Он заговорил об этом со своими спутниками, и молодые сохсты тут же вынули кинжалы. Они стали первыми воинами священной шариатской колонны. Своими клинками они коснулись клинка Казгирея, поклявшись человеку, достойному, по их мнению, почестей имама…
…Не сразу все это поведал Казгирей, но прямота, с какою он рассказывал, может быть, и не совсем простодушная, сделала свое — Эльдар простил ему и Шарданова…
— Не пора ли сделать привал, Эльдар? Посидим, помолчим немного… Что-то грустно, — прервал Казгирей рассказ.
Выбрали место под кустами посуше, разостлали бурки, откупорили фляги. Оглядывая местность — теперь он хорошо знал эти холмы и пади, ведущие к родному аулу Казгирея, — весь под впечатлением услышанного, Эльдар проговорил:
— Отсюда близко к твоему аулу.
— Это, кажется, единственный аул, который я стараюсь объехать стороной, — не сразу отвечал Казгирей. — Сам аллах не знает, когда найду я в себе силы заглянуть туда.

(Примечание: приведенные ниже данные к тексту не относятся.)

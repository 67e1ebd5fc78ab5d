// SPDX-License-Identifier: MIT OR Apache-2.0
//! Port definitions for node inputs/outputs.

use crate::control::BaseControl;
use crate::id::uid;
use crate::socket::{Socket, SocketKind};
use serde::{Deserialize, Serialize};
use std::fmt;
use std::marker::PhantomData;

/// Unique identifier for a port
#[derive(Debug, Clone, PartialEq, Eq, Hash, PartialOrd, Ord, Serialize, Deserialize)]
#[serde(transparent)]
pub struct PortId(pub String);

impl PortId {
    /// Create a new random port ID
    pub fn new() -> Self {
        Self(uid())
    }

    /// Borrow the raw id
    pub fn as_str(&self) -> &str {
        &self.0
    }
}

impl Default for PortId {
    fn default() -> Self {
        Self::new()
    }
}

impl From<&str> for PortId {
    fn from(id: &str) -> Self {
        Self(id.to_owned())
    }
}

impl fmt::Display for PortId {
    fn fmt(&self, f: &mut fmt::Formatter<'_>) -> fmt::Result {
        f.write_str(&self.0)
    }
}

/// A connection point typed by a socket
#[derive(Debug, Clone, PartialEq)]
pub struct Port<S: SocketKind = Socket> {
    /// Unique port ID
    pub id: PortId,
    /// Port label
    pub label: String,
    /// Sort index among sibling ports
    pub index: i64,
    /// Whether more than one connection may end at this port
    pub multiple_connections: bool,
    /// What the port carries
    pub socket: S,
}

impl<S: SocketKind> Port<S> {
    /// Create a port with a fresh id
    pub fn new(socket: S, label: impl Into<String>, multiple_connections: bool) -> Self {
        Self {
            id: PortId::new(),
            label: label.into(),
            index: 0,
            multiple_connections,
            socket,
        }
    }
}

/// Error when editing a port slot
#[derive(Debug, thiserror::Error, PartialEq, Eq)]
pub enum SlotError {
    /// The slot already carries a control
    #[error("Control already attached to port {0}")]
    ControlAlreadyAttached(PortId),
}

/// Marker for input slots
#[derive(Debug, Clone, Copy, PartialEq, Eq)]
pub enum InputSide {}

/// Marker for output slots
#[derive(Debug, Clone, Copy, PartialEq, Eq)]
pub enum OutputSide {}

/// A named port slot on a node. `D` tells inputs and outputs apart.
#[derive(Debug, Clone, PartialEq)]
pub struct Slot<S: SocketKind, D> {
    /// Underlying port
    pub port: Port<S>,
    /// Inline control shown next to the port
    pub control: Option<BaseControl>,
    /// Whether the control is visible. Default is `true`
    pub show_control: bool,
    /// Slot label
    pub label: String,
    side: PhantomData<D>,
}

/// A named input slot on a node
pub type Input<S = Socket> = Slot<S, InputSide>;

/// A named output slot on a node
pub type Output<S = Socket> = Slot<S, OutputSide>;

impl<S: SocketKind, D> Slot<S, D> {
    /// Create a slot with a fresh port and control
    pub fn new(socket: S, label: impl Into<String>, multiple_connections: bool) -> Self {
        let label = label.into();
        Self::from_parts(
            Port::new(socket, label.clone(), multiple_connections),
            Some(BaseControl::new()),
            true,
            label,
        )
    }

    /// Build a slot from stored fields
    pub fn from_parts(
        port: Port<S>,
        control: Option<BaseControl>,
        show_control: bool,
        label: impl Into<String>,
    ) -> Self {
        Self {
            port,
            control,
            show_control,
            label: label.into(),
            side: PhantomData,
        }
    }

    /// Identity, delegated to the port
    pub fn id(&self) -> &PortId {
        &self.port.id
    }

    /// Attach a control. Fails if one is already attached.
    pub fn add_control(&mut self, control: BaseControl) -> Result<(), SlotError> {
        if self.control.is_some() {
            return Err(SlotError::ControlAlreadyAttached(self.port.id.clone()));
        }
        self.control = Some(control);
        Ok(())
    }

    /// Detach the control
    pub fn remove_control(&mut self) -> Option<BaseControl> {
        self.control.take()
    }
}

#[cfg(test)]
mod tests {
    use super::*;

    #[test]
    fn test_input_identity_is_port_id() {
        let input = Input::new(Socket::new("exec"), "Exec", true);
        assert_eq!(input.id(), &input.port.id);
        assert_eq!(input.label, "Exec");
        assert_eq!(input.port.label, "Exec");
        assert!(input.show_control);
        assert!(input.port.multiple_connections);
        assert_eq!(input.port.index, 0);
    }

    #[test]
    fn test_fresh_ports_get_distinct_ids() {
        let a = Output::new(Socket::new("exec"), "a", false);
        let b = Output::new(Socket::new("exec"), "b", false);
        assert_ne!(a.id(), b.id());
        assert_ne!(a.control, b.control);
    }

    #[test]
    fn test_control_attach_rules() {
        let mut input = Input::new(Socket::new("number"), "Value", false);
        let err = input.add_control(BaseControl::new()).unwrap_err();
        assert_eq!(err, SlotError::ControlAlreadyAttached(input.port.id.clone()));

        assert!(input.remove_control().is_some());
        assert!(input.control.is_none());
        input.add_control(BaseControl::new()).unwrap();
        assert!(input.control.is_some());
    }

    #[test]
    fn test_output_shares_slot_rules() {
        let mut output = Output::new(Socket::new("exec"), "exec", true);
        assert!(output.add_control(BaseControl::new()).is_err());
        let control = output.remove_control().unwrap();
        output.add_control(control.clone()).unwrap();
        assert_eq!(output.control, Some(control));

        let rebuilt: Output = Slot::from_parts(output.port.clone(), None, false, "renamed");
        assert_eq!(rebuilt.id(), output.id());
        assert!(rebuilt.control.is_none());
        assert!(!rebuilt.show_control);
    }
}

Эльдар понял свою опрометчивость. Он пожалел, что затронул в душе человека больное место. Его самого ждала верная и большая радость — скоро опять увидеть Сарыму, всех близких и дорогих ему людей.
ВЕЛИКИЙ УАЗ
Мы оставили Шхальмивоко в день возвращения Сарымы, в час приближения грозовой тучи. Все ливни, припрятанные за время засушливого лета, скопились в одной мощной, неоглядной туче. Гул и треск понеслись по кабардинской равнине. Люди повеселели, хотя ничего уже не могло измениться на полях, оставшихся бесплодными… Повсюду совершались благодарственные моления, всюду хотели видеть любимого проповедника — верховного кадия. Отзывчивый Казгирей едва поспевал с одной службы на другую, из одной мечети в другую, разъезжая по Кабарде с востока на запад, с запада на восток…
Казгирей на каждом шагу убеждался в силе непосредственного слова и считал, что «временный» успех большевиков объясняется как раз их умением завлекать, побуждать, обнадеживать — агитировать, как сами большевики называют эту способность.
Митинги на базарах, на улицах, в садах… Казгирей видел, как поддаются пылким речам люди всех сословий, те самые люди, что ходят в мечеть, но там скучают. И Казгирей с той же неутомимостью и страстью, с какой прежде занимался печатным делом и школой, теперь занялся муллами и мечетями, отыскивая способных ораторов.
При этом он не хотел замечать того, о чем предупреждали его Инал и Степан Ильич, что видел даже малоопытный Эльдар: шариат все больше поддерживали люди, враждебные революции.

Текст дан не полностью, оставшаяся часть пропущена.